One of the most significant rights outlined in the Constitution limits the authority of law enforcement and the government to make arrests, seize property, and search the person or possessions of someone accused of a crime. The purpose of this rule is to protect and uphold an individual's right to privacy.
However, just because a search and seizure law exists does not mean that there aren't exceptions to this rule. Police can perform a search or seizure if they have probable cause, if a judge issues a warrant, or circumstances exist to justify the search without a warrant. One such exception is the premise of a plain view search and seizure and how this can apply in a criminal case.
When is a plain view search & seizure allowed?
Search and seizure only applies if there is a reasonable expectation of privacy. This means that there was your expectation would be recognized by the public at large and was violated. On the other hand, a plain view search and seizure occurs when police seize evidence that had no privacy attached to it. For example, someone that has been stopped for DUI and has a bottle of whiskey in the cup holder. A police officer could take this as evidence since it is in plain view for them to see.
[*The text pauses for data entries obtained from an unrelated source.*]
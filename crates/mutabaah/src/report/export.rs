use super::views::PivotMatrix;
use std::io::Write;

#[derive(Debug)]
pub enum ExportError {
    Io(std::io::Error),
    Csv(csv::Error),
}

impl std::fmt::Display for ExportError {
    fn fmt(&self, f: &mut std::fmt::Formatter<'_>) -> std::fmt::Result {
        match self {
            ExportError::Io(err) => write!(f, "failed to write report: {}", err),
            ExportError::Csv(err) => write!(f, "failed to encode report as CSV: {}", err),
        }
    }
}

impl std::error::Error for ExportError {
    fn source(&self) -> Option<&(dyn std::error::Error + 'static)> {
        match self {
            ExportError::Io(err) => Some(err),
            ExportError::Csv(err) => Some(err),
        }
    }
}

impl From<std::io::Error> for ExportError {
    fn from(err: std::io::Error) -> Self {
        Self::Io(err)
    }
}

impl From<csv::Error> for ExportError {
    fn from(err: csv::Error) -> Self {
        Self::Csv(err)
    }
}

/// Writes one line per pivot row: `person,item,category,<day>...,total`.
/// Days without an entry are left blank. Per-person and household totals
/// follow the item rows with `TOTAL` in the item column.
pub fn write_csv<W: Write>(matrix: &PivotMatrix, writer: W) -> Result<(), ExportError> {
    let mut csv_writer = csv::Writer::from_writer(writer);

    let mut header = vec![
        "person".to_string(),
        "item".to_string(),
        "category".to_string(),
    ];
    header.extend(matrix.days.iter().map(|day| day.format("%Y-%m-%d").to_string()));
    header.push("total".to_string());
    csv_writer.write_record(&header)?;

    for row in &matrix.rows {
        let mut record = vec![
            row.person_name.clone(),
            row.item_name.clone(),
            row.category.as_str().to_string(),
        ];
        record.extend(
            row.cells
                .iter()
                .map(|cell| cell.map(|points| points.to_string()).unwrap_or_default()),
        );
        record.push(row.total.to_string());
        csv_writer.write_record(&record)?;
    }

    for total in matrix.person_totals.iter().chain(matrix.household_total.iter()) {
        let mut record = vec![total.label.clone(), "TOTAL".to_string(), String::new()];
        record.extend(total.cells.iter().map(i32::to_string));
        record.push(total.total.to_string());
        csv_writer.write_record(&record)?;
    }

    csv_writer.flush()?;
    Ok(())
}

#[cfg(test)]
mod tests {
    use super::*;
    use crate::domain::{Category, ItemId, PersonId};
    use crate::report::views::{PivotRow, PivotTotalRow};
    use chrono::NaiveDate;

    fn matrix() -> PivotMatrix {
        let start = NaiveDate::from_ymd_opt(2025, 10, 13).expect("valid date");
        let end = NaiveDate::from_ymd_opt(2025, 10, 14).expect("valid date");
        PivotMatrix {
            start,
            end,
            days: vec![start, end],
            rows: vec![PivotRow {
                person_id: PersonId(1),
                person_name: "Abi".to_string(),
                item_id: ItemId(1),
                item_name: "Sholat Subuh".to_string(),
                category: Category::Obligatory,
                eligible: true,
                cells: vec![Some(20), None],
                total: 20,
            }],
            person_totals: vec![PivotTotalRow::new(
                "Abi".to_string(),
                Some(PersonId(1)),
                vec![20, 0],
            )],
            household_total: Some(PivotTotalRow::new("Household".to_string(), None, vec![20, 0])),
            issues: Vec::new(),
        }
    }

    #[test]
    fn csv_has_one_column_per_day_and_blank_missing_cells() {
        let mut buffer = Vec::new();
        write_csv(&matrix(), &mut buffer).expect("export succeeds");
        let text = String::from_utf8(buffer).expect("utf8 output");
        let lines: Vec<&str> = text.lines().collect();

        assert_eq!(lines[0], "person,item,category,2025-10-13,2025-10-14,total");
        assert_eq!(lines[1], "Abi,Sholat Subuh,obligatory,20,,20");
        assert_eq!(lines[2], "Abi,TOTAL,,20,0,20");
        assert_eq!(lines[3], "Household,TOTAL,,20,0,20");
        assert_eq!(lines.len(), 4);
    }
}
//! Ranks household members by points earned over a window.

use crate::domain::{PersonId, Role};
use crate::scoring::ScoringEngine;
use crate::snapshot::HouseholdSnapshot;
use chrono::NaiveDate;
use serde::Serialize;
use std::collections::{BTreeMap, BTreeSet};

#[derive(Debug, Clone, PartialEq, Eq, Serialize)]
pub struct LeaderboardEntry {
    pub rank: usize,
    pub person_id: PersonId,
    pub display_name: String,
    pub role: Role,
    pub total_points: i64,
    pub active_days: usize,
}

/// Sums each person's daily achieved points across the days that have logs in
/// the snapshot window. People without logs still appear with zero. Ties keep
/// person id order.
pub fn rank(snapshot: &HouseholdSnapshot, engine: &ScoringEngine) -> Vec<LeaderboardEntry> {
    let mut logged_days: BTreeMap<PersonId, BTreeSet<NaiveDate>> = BTreeMap::new();
    for entry in snapshot
        .logs
        .iter()
        .filter(|entry| snapshot.range.contains(entry.date))
    {
        logged_days
            .entry(entry.person_id)
            .or_default()
            .insert(entry.date);
    }

    let mut entries: Vec<LeaderboardEntry> = snapshot
        .persons
        .iter()
        .map(|person| {
            let days = logged_days.get(&person.id);
            let total_points = days
                .into_iter()
                .flatten()
                .map(|day| {
                    let score = engine.score_day(
                        person,
                        *day,
                        snapshot.today,
                        &snapshot.catalog,
                        &snapshot.logs,
                    );
                    i64::from(score.achieved)
                })
                .sum();
            LeaderboardEntry {
                rank: 0,
                person_id: person.id,
                display_name: person.display_name.clone(),
                role: person.role,
                total_points,
                active_days: days.map_or(0, BTreeSet::len),
            }
        })
        .collect();

    entries.sort_by(|a, b| b.total_points.cmp(&a.total_points));

    // Equal totals share a rank.
    let mut previous: Option<(i64, usize)> = None;
    for (index, entry) in entries.iter_mut().enumerate() {
        entry.rank = match previous {
            Some((points, rank)) if points == entry.total_points => rank,
            _ => index + 1,
        };
        previous = Some((entry.total_points, entry.rank));
    }

    entries
}

#[cfg(test)]
mod tests {
    use super::*;
    use crate::catalog::Catalog;
    use crate::domain::{
        Category, DateRange, ItemId, LogEntry, LogId, NewCatalogItem, NewPerson, PersonId,
    };
    use crate::eligibility::EligibilityBasis;
    use chrono::{TimeZone, Utc};

    fn date(d: u32) -> NaiveDate {
        NaiveDate::from_ymd_opt(2025, 10, d).expect("valid date")
    }

    fn log(id: i64, person: i64, item: i64, day: u32, value: i64) -> LogEntry {
        LogEntry {
            id: LogId(id),
            person_id: PersonId(person),
            item_id: ItemId(item),
            date: date(day),
            value,
            note: None,
            recorded_at: Utc.with_ymd_and_hms(2025, 10, day, 4, 0, 0).single().expect("instant"),
        }
    }

    fn snapshot(logs: Vec<LogEntry>, range: DateRange) -> HouseholdSnapshot {
        HouseholdSnapshot {
            persons: vec![
                NewPerson::guardian("Abi").into_person(PersonId(1)),
                NewPerson::guardian("Umi").into_person(PersonId(2)),
                NewPerson::dependent("Hasan", Some(date(1) - chrono::Duration::days(365 * 10)))
                    .into_person(PersonId(3)),
            ],
            catalog: Catalog::new(vec![
                NewCatalogItem::boolean("Subuh", Category::Obligatory, 20).into_item(ItemId(1)),
                NewCatalogItem::counter("Tilawah", Category::Recommended, 10, None)
                    .into_item(ItemId(2)),
            ]),
            logs,
            range,
            today: range.end,
        }
    }

    #[test]
    fn totals_sum_daily_scores_and_keep_idle_people() {
        let range = DateRange::new(date(13), date(16)).expect("range");
        let board = rank(
            &snapshot(
                vec![
                    log(1, 2, 1, 13, 1),
                    log(2, 2, 2, 14, 7),
                    log(3, 3, 1, 15, 1),
                ],
                range,
            ),
            &ScoringEngine::new(EligibilityBasis::QueryDate),
        );

        let totals: Vec<(PersonId, i64)> = board
            .iter()
            .map(|entry| (entry.person_id, entry.total_points))
            .collect();
        assert_eq!(
            totals,
            vec![(PersonId(2), 30), (PersonId(3), 20), (PersonId(1), 0)]
        );
        assert_eq!(board[0].active_days, 2);
        assert_eq!(board[2].active_days, 0);
    }

    #[test]
    fn ties_keep_person_order_and_share_rank() {
        let range = DateRange::single(date(16));
        let board = rank(
            &snapshot(vec![log(1, 3, 1, 16, 1), log(2, 1, 1, 16, 1)], range),
            &ScoringEngine::default(),
        );
        assert_eq!(board[0].person_id, PersonId(1));
        assert_eq!(board[1].person_id, PersonId(3));
        assert_eq!(board[0].rank, 1);
        assert_eq!(board[1].rank, 1);
        assert_eq!(board[2].rank, 3);
    }

    #[test]
    fn rows_outside_the_window_are_ignored() {
        let range = DateRange::single(date(16));
        let board = rank(
            &snapshot(vec![log(1, 1, 1, 15, 1)], range),
            &ScoringEngine::default(),
        );
        assert!(board.iter().all(|entry| entry.total_points == 0));
    }
}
Plain view search and seizure requires that:
- Law enforcement has a legal right to be where the evidence can be seen;
- Law enforcement can legally access the evidence; and
- It is immediately known that the evidence is illegal or relevant.
The officer must have probable cause that the evidence is connected to a crime or contraband before that are able to take the property and must not move other objects in order to get a closer view at the evidence. Therefore, a plain view search and occurs when law enforcement has probable cause to believe that contraband or evidence in their sight should be seized for the case, so long as it doesn't violate a person's expectation of privacy.